Suppose that the outline of the translation cam as developed in Fig. 91 be wrapped around a cylinder whose circumference is exactly equal to Dx, and that the lines represent a spiral groove cut into the surface of the cylinder. If, then, a follower roll be allowed to remain in this groove while the cylinder is rotated on its axis, the cycle of follower movement will be . repeated as long as we choose to rotate the cylinder. Such a grooved cylinder is known as a cylindrical cam.

Fig. 02. Development of Cylindrical Cam.

Fig. 92 shows a cylindrical cam in two projections. Attention is called to the tapering follower roll used. This is because it is necessary that points on the sides of the groove and the surface of the roll have the same velocity about the center C. The roll, therefore, must be the frustum of a cone whose apex is at C.
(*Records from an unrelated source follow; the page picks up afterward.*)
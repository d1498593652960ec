// executor-rs/src/process.rs
// Process spawning seam: specs, handles and the tokio-backed spawner

use std::io;
use std::process::Stdio;

use async_trait::async_trait;
use intent_schema::Action;
use tokio::io::AsyncReadExt;
use tokio::process::{Child, Command};

use crate::plan::{ExecutionMode, ExecutionPlan};

/// A concrete program invocation.
#[derive(Debug, Clone, PartialEq, Eq)]
pub struct ProcessSpec {
    pub program: String,
    pub args: Vec<String>,
}

impl ProcessSpec {
    /// Translate a plan into a program invocation.
    ///
    /// `run_command` is the only action interpreted by a shell. `open_file`
    /// and `shutdown` call fixed programs with the target as a plain argument.
    pub fn for_plan(plan: &ExecutionPlan) -> Self {
        match plan.action {
            Action::RunCommand => shell_spec(&plan.command_line, plan.mode),
            Action::OpenFile => Self {
                program: OPENER.to_string(),
                args: vec![plan.command_line.clone()],
            },
            Action::Shutdown => Self {
                program: "shutdown".to_string(),
                args: SHUTDOWN_ARGS.iter().map(|a| a.to_string()).collect(),
            },
        }
    }
}

#[cfg(target_os = "macos")]
const OPENER: &str = "open";
#[cfg(windows)]
const OPENER: &str = "explorer";
#[cfg(not(any(target_os = "macos", windows)))]
const OPENER: &str = "xdg-open";

#[cfg(windows)]
const SHUTDOWN_ARGS: [&str; 3] = ["/s", "/t", "0"];
#[cfg(not(windows))]
const SHUTDOWN_ARGS: [&str; 2] = ["-h", "now"];

#[cfg(not(windows))]
fn shell_spec(command_line: &str, mode: ExecutionMode) -> ProcessSpec {
    // Foreground commands send stderr into the captured stdout stream
    let script = match mode {
        ExecutionMode::Foreground => format!("exec 2>&1\n{}", command_line),
        ExecutionMode::Background => command_line.to_string(),
    };
    ProcessSpec {
        program: "sh".to_string(),
        args: vec!["-c".to_string(), script],
    }
}

#[cfg(windows)]
fn shell_spec(command_line: &str, mode: ExecutionMode) -> ProcessSpec {
    let script = match mode {
        ExecutionMode::Foreground => format!("({}) 2>&1", command_line),
        ExecutionMode::Background => command_line.to_string(),
    };
    ProcessSpec {
        program: "cmd".to_string(),
        args: vec!["/C".to_string(), script],
    }
}

/// Everything a foreground process produced.
#[derive(Debug, Clone, Default, PartialEq, Eq)]
pub struct ProcessOutput {
    /// Standard output followed by anything left on standard error
    pub output: Vec<u8>,
    /// `None` when the process was ended by a signal
    pub exit_code: Option<i32>,
    pub success: bool,
}

/// A running foreground process.
#[async_trait]
pub trait ProcessHandle: Send {
    /// Wait for exit, collecting output. Must be cancel-safe: dropping the
    /// future leaves the handle usable for [`ProcessHandle::terminate`].
    async fn wait_with_output(&mut self) -> io::Result<ProcessOutput>;

    /// Kill the process, along with anything it started in the foreground, and reap it.
    async fn terminate(&mut self) -> io::Result<()>;
}

/// Starts processes for the executor.
pub trait ProcessSpawner: Send + Sync {
    /// Spawn with piped output for a bounded foreground wait.
    fn spawn_captured(&self, spec: &ProcessSpec) -> io::Result<Box<dyn ProcessHandle>>;

    /// Spawn outside the caller's process group with all stdio discarded and
    /// return immediately. Nothing is retained: the process is disowned.
    fn spawn_detached(&self, spec: &ProcessSpec) -> io::Result<Option<u32>>;
}

/// [`ProcessSpawner`] backed by `tokio::process`.
#[derive(Debug, Clone, Copy, Default)]
pub struct TokioSpawner;

impl ProcessSpawner for TokioSpawner {
    fn spawn_captured(&self, spec: &ProcessSpec) -> io::Result<Box<dyn ProcessHandle>> {
        let mut command = Command::new(&spec.program);
        command
            .args(&spec.args)
            .stdin(Stdio::null())
            .stdout(Stdio::piped())
            .stderr(Stdio::piped())
            .kill_on_drop(true);

        // Own group so a timeout reaches everything the shell forked
        #[cfg(unix)]
        command.process_group(0);

        let child = command.spawn()?;
        let group = child.id();

        Ok(Box::new(TokioProcess {
            child,
            group,
            stdout: Vec::new(),
            stderr: Vec::new(),
        }))
    }

    fn spawn_detached(&self, spec: &ProcessSpec) -> io::Result<Option<u32>> {
        let mut command = Command::new(&spec.program);
        command
            .args(&spec.args)
            .stdin(Stdio::null())
            .stdout(Stdio::null())
            .stderr(Stdio::null());

        #[cfg(unix)]
        command.process_group(0);

        #[cfg(windows)]
        {
            const DETACHED_PROCESS: u32 = 0x0000_0008;
            const CREATE_NEW_PROCESS_GROUP: u32 = 0x0000_0200;
            command.creation_flags(DETACHED_PROCESS | CREATE_NEW_PROCESS_GROUP);
        }

        // Dropping the child without kill_on_drop leaves it running; tokio
        // reaps it in the background once it exits.
        let child = command.spawn()?;
        Ok(child.id())
    }
}

struct TokioProcess {
    child: Child,
    /// Process group id, equal to the leader's pid
    #[cfg_attr(not(unix), allow(dead_code))]
    group: Option<u32>,
    // Kept on the handle so a cancelled wait does not lose what was read
    stdout: Vec<u8>,
    stderr: Vec<u8>,
}

#[async_trait]
impl ProcessHandle for TokioProcess {
    async fn wait_with_output(&mut self) -> io::Result<ProcessOutput> {
        let mut stdout_pipe = self.child.stdout.take();
        let mut stderr_pipe = self.child.stderr.take();
        let stdout_buf = &mut self.stdout;
        let stderr_buf = &mut self.stderr;

        let read_stdout = async {
            if let Some(pipe) = stdout_pipe.as_mut() {
                pipe.read_to_end(stdout_buf).await?;
            }
            Ok::<_, io::Error>(())
        };
        let read_stderr = async {
            if let Some(pipe) = stderr_pipe.as_mut() {
                pipe.read_to_end(stderr_buf).await?;
            }
            Ok::<_, io::Error>(())
        };

        let (_, _, status) = tokio::try_join!(read_stdout, read_stderr, self.child.wait())?;

        let mut output = std::mem::take(&mut self.stdout);
        output.append(&mut self.stderr);

        Ok(ProcessOutput {
            output,
            exit_code: status.code(),
            success: status.success(),
        })
    }

    async fn terminate(&mut self) -> io::Result<()> {
        #[cfg(unix)]
        if let Some(group) = self.group {
            kill_group(group)?;
        }

        match self.child.kill().await {
            Ok(()) => Ok(()),
            // Already exited and reaped
            Err(e) if e.kind() == io::ErrorKind::InvalidInput => Ok(()),
            Err(e) => Err(e),
        }
    }
}

#[cfg(unix)]
fn kill_group(group: u32) -> io::Result<()> {
    use nix::errno::Errno;
    use nix::sys::signal::{killpg, Signal};
    use nix::unistd::Pid;

    let pgid = i32::try_from(group)
        .map_err(|_| io::Error::new(io::ErrorKind::InvalidInput, "process group id out of range"))?;

    match killpg(Pid::from_raw(pgid), Signal::SIGKILL) {
        // Group already gone
        Ok(()) | Err(Errno::ESRCH) => Ok(()),
        Err(e) => Err(io::Error::from(e)),
    }
}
The top of this groove is produced by wrapping Fig. 91 around the surface of the cylinder as previously described. The bottom of the groove is produced by making a translation cam whose base line is equal in length to the circumference of the cylinder at the bottom of the groove, and then wrapping it around that cylinder. This base line for this smaller cylinder is divided into the same number of parts as the line Dx, the divisions, however, all being proportionally smaller. The length of the follower path, and its divisions, are in nowise different from those shown in Fig. 91; and the method of developing the outline of the cam is precisely the same.

The wrapping of these translation cams, for purposes of the drawing, is accomplished by means of dividers and compasses, according to the principles for the development of cylinders, as explained in Mechanical Drawing, Part III.

The limitations of construction of cylindrical cams are considerably greater than those of the simpler rotating cams; and it is more frequently a question of experiment and trial to get the proper surfaces, than it is of exact theoretical layout on the drawing board.